Your task is to copy the stretch of lines in the records below that begins with the line containing "pub mod word;" and ends with the line containing "states and such.", exactly as written, with nothing added.

Stored items:
***
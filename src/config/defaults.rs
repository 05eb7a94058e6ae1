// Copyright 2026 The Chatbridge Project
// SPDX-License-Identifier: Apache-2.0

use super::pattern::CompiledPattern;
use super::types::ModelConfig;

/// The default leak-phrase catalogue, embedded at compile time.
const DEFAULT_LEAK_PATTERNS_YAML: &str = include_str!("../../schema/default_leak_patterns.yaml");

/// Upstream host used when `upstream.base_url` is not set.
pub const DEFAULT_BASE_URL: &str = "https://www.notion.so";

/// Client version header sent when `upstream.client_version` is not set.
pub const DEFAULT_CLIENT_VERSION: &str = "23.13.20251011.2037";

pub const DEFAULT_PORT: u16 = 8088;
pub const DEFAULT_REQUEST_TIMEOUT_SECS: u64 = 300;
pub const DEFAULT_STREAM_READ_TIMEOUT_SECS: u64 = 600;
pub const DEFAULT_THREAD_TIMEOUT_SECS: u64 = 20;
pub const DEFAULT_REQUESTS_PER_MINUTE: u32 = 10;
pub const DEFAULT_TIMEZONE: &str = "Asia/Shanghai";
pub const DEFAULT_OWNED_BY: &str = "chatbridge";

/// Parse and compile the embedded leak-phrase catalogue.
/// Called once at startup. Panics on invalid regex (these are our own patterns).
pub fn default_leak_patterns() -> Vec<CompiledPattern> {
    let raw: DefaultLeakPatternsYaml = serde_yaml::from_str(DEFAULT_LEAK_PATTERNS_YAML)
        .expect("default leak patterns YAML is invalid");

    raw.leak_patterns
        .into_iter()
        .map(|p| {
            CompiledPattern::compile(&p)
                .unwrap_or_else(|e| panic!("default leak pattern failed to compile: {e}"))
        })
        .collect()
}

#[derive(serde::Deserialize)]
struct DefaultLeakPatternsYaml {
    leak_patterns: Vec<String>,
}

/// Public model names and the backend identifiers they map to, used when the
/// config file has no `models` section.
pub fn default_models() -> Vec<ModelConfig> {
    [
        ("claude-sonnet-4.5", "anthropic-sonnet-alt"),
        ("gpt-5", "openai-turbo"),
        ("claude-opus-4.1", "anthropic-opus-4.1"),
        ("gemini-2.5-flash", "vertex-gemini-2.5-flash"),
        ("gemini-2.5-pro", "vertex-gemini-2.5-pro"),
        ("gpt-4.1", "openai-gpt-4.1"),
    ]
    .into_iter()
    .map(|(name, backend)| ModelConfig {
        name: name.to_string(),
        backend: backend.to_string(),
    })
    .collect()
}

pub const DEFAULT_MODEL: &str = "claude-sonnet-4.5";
***
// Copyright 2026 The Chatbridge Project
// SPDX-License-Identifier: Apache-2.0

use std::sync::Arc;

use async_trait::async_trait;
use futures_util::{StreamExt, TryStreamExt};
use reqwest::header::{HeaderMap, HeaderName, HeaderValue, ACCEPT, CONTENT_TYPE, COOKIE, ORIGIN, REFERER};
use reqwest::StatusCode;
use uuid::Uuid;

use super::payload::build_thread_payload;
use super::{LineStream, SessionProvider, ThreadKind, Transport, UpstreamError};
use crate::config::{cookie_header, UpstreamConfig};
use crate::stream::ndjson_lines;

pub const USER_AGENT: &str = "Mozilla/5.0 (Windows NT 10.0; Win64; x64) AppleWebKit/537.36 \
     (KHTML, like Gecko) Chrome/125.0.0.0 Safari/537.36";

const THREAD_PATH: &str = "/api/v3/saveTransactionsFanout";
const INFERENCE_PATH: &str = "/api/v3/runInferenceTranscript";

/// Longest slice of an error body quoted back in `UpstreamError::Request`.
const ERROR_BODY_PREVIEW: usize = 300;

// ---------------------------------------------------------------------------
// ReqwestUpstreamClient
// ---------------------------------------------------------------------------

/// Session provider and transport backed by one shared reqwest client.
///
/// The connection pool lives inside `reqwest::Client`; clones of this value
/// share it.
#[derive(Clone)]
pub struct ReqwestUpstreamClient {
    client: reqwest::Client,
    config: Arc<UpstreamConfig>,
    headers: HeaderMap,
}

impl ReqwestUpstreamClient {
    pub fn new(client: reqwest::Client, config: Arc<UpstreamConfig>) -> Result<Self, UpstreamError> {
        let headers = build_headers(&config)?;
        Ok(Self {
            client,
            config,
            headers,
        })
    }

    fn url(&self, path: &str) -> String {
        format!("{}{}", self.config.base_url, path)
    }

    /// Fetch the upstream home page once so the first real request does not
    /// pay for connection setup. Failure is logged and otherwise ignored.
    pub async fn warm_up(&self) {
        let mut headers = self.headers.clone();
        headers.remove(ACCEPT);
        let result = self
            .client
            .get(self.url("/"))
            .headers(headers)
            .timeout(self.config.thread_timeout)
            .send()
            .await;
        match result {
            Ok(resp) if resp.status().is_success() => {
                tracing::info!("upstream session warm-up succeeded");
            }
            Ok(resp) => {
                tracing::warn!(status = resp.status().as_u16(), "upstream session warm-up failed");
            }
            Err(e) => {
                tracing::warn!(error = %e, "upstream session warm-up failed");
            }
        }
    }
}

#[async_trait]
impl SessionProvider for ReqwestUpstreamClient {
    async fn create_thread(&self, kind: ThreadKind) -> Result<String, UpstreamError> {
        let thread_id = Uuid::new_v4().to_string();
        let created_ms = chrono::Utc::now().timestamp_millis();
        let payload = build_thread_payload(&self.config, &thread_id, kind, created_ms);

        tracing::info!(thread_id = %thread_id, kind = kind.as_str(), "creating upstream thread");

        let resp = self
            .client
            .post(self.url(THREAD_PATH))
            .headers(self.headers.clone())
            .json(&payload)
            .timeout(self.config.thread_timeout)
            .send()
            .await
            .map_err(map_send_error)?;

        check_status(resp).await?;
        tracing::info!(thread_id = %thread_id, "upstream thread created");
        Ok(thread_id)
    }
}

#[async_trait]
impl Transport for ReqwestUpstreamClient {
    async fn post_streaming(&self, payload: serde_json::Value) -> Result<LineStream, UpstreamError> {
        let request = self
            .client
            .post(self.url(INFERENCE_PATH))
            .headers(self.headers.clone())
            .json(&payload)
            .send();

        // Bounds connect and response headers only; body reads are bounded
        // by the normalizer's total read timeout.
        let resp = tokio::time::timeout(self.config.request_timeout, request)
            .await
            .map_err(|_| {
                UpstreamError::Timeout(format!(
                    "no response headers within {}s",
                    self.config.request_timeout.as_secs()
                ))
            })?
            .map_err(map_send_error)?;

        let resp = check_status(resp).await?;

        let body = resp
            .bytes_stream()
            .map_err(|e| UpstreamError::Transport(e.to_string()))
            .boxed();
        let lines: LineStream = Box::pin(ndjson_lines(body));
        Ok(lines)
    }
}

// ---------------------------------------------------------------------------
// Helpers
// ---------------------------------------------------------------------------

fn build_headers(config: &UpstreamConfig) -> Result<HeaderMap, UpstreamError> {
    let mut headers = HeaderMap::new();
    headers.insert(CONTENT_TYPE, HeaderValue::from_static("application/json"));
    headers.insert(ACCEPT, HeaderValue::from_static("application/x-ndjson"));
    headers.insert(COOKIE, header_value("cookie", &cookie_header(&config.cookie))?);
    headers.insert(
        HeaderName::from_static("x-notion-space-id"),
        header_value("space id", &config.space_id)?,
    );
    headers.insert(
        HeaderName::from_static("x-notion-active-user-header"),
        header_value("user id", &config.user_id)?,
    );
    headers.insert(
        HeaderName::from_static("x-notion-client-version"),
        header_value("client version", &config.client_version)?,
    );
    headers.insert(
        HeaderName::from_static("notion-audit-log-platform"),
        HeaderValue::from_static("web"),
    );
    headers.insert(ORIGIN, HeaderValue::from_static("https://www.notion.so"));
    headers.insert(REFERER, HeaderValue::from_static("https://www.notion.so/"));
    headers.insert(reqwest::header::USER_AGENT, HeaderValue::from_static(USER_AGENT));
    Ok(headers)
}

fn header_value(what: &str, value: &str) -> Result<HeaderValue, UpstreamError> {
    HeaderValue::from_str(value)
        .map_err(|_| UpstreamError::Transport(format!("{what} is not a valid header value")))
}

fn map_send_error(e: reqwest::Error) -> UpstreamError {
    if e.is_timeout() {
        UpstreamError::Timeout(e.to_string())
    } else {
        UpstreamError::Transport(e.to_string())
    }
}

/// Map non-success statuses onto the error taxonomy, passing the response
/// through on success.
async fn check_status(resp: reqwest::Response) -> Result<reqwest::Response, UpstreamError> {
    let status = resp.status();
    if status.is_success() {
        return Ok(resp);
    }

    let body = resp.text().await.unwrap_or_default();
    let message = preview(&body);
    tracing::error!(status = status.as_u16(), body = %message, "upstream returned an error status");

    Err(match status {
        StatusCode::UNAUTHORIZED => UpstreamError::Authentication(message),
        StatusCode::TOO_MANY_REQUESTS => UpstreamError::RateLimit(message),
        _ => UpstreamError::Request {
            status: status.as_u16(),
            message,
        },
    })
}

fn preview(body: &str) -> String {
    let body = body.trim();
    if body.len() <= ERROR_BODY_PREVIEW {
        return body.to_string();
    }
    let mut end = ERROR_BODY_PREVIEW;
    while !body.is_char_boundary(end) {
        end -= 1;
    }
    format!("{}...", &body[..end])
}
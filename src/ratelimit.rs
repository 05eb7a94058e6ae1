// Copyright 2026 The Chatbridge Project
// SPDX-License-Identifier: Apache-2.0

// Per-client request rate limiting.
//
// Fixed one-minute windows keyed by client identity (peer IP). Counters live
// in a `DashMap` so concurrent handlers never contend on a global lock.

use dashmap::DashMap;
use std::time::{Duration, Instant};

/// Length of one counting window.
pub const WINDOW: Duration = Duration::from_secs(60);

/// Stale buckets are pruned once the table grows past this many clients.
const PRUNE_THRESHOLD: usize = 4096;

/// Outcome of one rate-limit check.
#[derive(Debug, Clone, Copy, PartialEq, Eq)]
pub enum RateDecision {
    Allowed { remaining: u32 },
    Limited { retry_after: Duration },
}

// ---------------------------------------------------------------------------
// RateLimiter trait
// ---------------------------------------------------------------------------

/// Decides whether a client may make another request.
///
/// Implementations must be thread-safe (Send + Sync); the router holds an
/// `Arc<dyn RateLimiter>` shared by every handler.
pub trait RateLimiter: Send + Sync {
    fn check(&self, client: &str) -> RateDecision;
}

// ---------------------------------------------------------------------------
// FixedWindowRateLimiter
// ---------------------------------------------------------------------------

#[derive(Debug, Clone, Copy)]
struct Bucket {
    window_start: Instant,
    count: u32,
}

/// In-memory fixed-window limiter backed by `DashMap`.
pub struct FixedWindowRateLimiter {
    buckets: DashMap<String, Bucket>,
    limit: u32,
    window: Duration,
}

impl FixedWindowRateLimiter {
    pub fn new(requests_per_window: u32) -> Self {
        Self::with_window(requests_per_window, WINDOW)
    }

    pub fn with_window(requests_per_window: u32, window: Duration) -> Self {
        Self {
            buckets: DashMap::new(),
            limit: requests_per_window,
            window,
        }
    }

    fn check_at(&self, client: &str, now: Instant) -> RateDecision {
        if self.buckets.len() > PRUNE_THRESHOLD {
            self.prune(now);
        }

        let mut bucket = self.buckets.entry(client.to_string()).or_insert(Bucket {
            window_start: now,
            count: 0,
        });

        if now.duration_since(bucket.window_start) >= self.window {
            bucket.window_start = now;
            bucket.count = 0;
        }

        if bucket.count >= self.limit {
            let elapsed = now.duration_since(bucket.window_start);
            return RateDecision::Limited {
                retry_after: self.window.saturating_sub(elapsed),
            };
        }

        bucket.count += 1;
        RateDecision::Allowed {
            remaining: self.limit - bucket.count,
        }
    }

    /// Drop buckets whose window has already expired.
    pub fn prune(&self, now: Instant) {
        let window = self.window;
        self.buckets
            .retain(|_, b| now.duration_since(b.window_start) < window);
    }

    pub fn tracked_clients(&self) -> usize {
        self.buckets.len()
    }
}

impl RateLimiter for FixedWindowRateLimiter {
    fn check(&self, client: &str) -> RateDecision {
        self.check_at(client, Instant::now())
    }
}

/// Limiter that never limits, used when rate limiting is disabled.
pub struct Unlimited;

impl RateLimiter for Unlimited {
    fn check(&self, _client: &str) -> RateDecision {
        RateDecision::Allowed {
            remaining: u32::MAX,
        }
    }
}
***
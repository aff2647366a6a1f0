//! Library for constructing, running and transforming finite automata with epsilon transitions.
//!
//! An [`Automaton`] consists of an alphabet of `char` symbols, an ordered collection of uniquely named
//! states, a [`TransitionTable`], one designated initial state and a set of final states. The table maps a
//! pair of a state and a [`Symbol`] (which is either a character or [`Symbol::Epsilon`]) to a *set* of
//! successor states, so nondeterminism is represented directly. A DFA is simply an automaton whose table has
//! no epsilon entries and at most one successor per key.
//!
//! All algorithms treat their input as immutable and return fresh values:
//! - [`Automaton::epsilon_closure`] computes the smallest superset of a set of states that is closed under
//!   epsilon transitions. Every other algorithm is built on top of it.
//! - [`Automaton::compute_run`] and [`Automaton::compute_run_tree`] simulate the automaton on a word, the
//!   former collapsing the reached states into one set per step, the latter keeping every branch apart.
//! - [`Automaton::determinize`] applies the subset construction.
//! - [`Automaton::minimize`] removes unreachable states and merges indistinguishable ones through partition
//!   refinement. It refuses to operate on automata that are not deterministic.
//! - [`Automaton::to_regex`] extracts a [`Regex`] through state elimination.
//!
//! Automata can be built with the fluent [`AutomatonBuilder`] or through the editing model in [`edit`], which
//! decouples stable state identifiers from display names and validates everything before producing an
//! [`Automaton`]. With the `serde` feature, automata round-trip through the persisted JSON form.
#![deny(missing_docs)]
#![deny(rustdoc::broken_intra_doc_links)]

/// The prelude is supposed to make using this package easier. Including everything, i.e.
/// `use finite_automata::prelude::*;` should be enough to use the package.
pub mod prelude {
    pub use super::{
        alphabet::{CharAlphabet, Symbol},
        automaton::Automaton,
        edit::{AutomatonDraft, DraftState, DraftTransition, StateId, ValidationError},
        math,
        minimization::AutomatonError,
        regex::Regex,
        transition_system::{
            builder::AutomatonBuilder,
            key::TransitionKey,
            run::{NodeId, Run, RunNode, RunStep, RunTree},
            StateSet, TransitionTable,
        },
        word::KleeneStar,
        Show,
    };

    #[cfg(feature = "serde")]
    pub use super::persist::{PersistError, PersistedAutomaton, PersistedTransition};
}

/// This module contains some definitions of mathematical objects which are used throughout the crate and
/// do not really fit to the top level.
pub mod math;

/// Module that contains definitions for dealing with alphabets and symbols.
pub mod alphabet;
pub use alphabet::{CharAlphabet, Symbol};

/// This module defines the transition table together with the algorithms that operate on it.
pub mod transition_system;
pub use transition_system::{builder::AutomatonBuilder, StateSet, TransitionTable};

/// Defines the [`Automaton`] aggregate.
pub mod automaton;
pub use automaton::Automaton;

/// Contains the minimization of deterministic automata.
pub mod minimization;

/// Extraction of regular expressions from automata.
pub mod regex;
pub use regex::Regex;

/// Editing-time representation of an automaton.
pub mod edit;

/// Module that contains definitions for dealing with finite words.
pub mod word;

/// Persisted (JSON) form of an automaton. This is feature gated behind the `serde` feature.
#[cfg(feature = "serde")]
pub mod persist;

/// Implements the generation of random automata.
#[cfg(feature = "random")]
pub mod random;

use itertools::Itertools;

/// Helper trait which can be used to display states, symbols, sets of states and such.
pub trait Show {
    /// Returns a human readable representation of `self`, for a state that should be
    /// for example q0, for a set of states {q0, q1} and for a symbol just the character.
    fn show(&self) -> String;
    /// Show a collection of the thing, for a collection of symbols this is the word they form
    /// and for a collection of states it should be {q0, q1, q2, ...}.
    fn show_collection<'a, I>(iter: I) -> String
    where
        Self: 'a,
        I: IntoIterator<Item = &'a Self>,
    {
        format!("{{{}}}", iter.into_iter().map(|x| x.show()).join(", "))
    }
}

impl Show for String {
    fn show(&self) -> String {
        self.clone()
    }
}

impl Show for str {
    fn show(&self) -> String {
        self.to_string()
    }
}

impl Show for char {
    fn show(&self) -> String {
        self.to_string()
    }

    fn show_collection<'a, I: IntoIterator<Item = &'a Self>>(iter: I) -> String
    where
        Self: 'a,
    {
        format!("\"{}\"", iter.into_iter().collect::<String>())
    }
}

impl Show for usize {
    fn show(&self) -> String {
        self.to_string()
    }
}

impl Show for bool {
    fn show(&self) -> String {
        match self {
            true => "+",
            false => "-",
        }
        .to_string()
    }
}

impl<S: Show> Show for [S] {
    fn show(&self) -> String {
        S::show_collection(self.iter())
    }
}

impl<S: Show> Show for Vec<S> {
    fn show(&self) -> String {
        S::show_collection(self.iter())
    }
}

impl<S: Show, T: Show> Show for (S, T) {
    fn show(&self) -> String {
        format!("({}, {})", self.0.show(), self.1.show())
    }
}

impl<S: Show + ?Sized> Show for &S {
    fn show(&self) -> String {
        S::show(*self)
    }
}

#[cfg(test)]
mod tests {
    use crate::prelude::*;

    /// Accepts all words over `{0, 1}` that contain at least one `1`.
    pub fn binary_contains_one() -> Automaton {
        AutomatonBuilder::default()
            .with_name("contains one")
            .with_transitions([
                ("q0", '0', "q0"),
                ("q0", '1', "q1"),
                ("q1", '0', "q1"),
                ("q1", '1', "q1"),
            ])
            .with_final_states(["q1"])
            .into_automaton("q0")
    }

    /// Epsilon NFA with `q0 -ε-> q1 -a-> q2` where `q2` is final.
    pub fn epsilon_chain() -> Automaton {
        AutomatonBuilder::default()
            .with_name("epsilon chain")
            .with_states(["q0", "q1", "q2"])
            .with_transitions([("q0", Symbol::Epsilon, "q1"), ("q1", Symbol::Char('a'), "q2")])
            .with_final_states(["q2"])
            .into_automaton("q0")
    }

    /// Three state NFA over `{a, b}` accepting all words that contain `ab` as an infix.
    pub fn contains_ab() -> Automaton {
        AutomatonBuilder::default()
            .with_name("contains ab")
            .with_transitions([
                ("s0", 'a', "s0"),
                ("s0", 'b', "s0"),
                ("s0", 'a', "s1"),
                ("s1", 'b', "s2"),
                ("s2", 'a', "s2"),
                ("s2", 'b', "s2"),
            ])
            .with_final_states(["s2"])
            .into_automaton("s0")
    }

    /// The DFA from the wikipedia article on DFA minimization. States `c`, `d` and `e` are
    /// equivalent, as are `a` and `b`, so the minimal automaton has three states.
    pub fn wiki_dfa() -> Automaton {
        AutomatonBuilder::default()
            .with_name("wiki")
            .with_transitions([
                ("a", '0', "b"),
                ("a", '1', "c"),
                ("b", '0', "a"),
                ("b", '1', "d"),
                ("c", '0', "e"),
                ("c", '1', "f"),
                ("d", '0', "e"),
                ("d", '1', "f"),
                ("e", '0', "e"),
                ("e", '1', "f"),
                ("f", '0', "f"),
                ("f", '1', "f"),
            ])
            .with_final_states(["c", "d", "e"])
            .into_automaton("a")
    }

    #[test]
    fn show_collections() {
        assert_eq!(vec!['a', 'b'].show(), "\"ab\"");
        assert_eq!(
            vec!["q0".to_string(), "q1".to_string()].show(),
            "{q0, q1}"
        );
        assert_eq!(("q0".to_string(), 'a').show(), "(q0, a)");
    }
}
***
#### [Exercise response]
pub mod word;

/// Persisted (JSON) form of an automaton. This is feature gated behind the `serde` feature.
#[cfg(feature = "serde")]
pub mod persist;

/// Implements the generation of random automata.
#[cfg(feature = "random")]
pub mod random;

use itertools::Itertools;

/// Helper trait which can be used to display states, symbols, sets of states and such.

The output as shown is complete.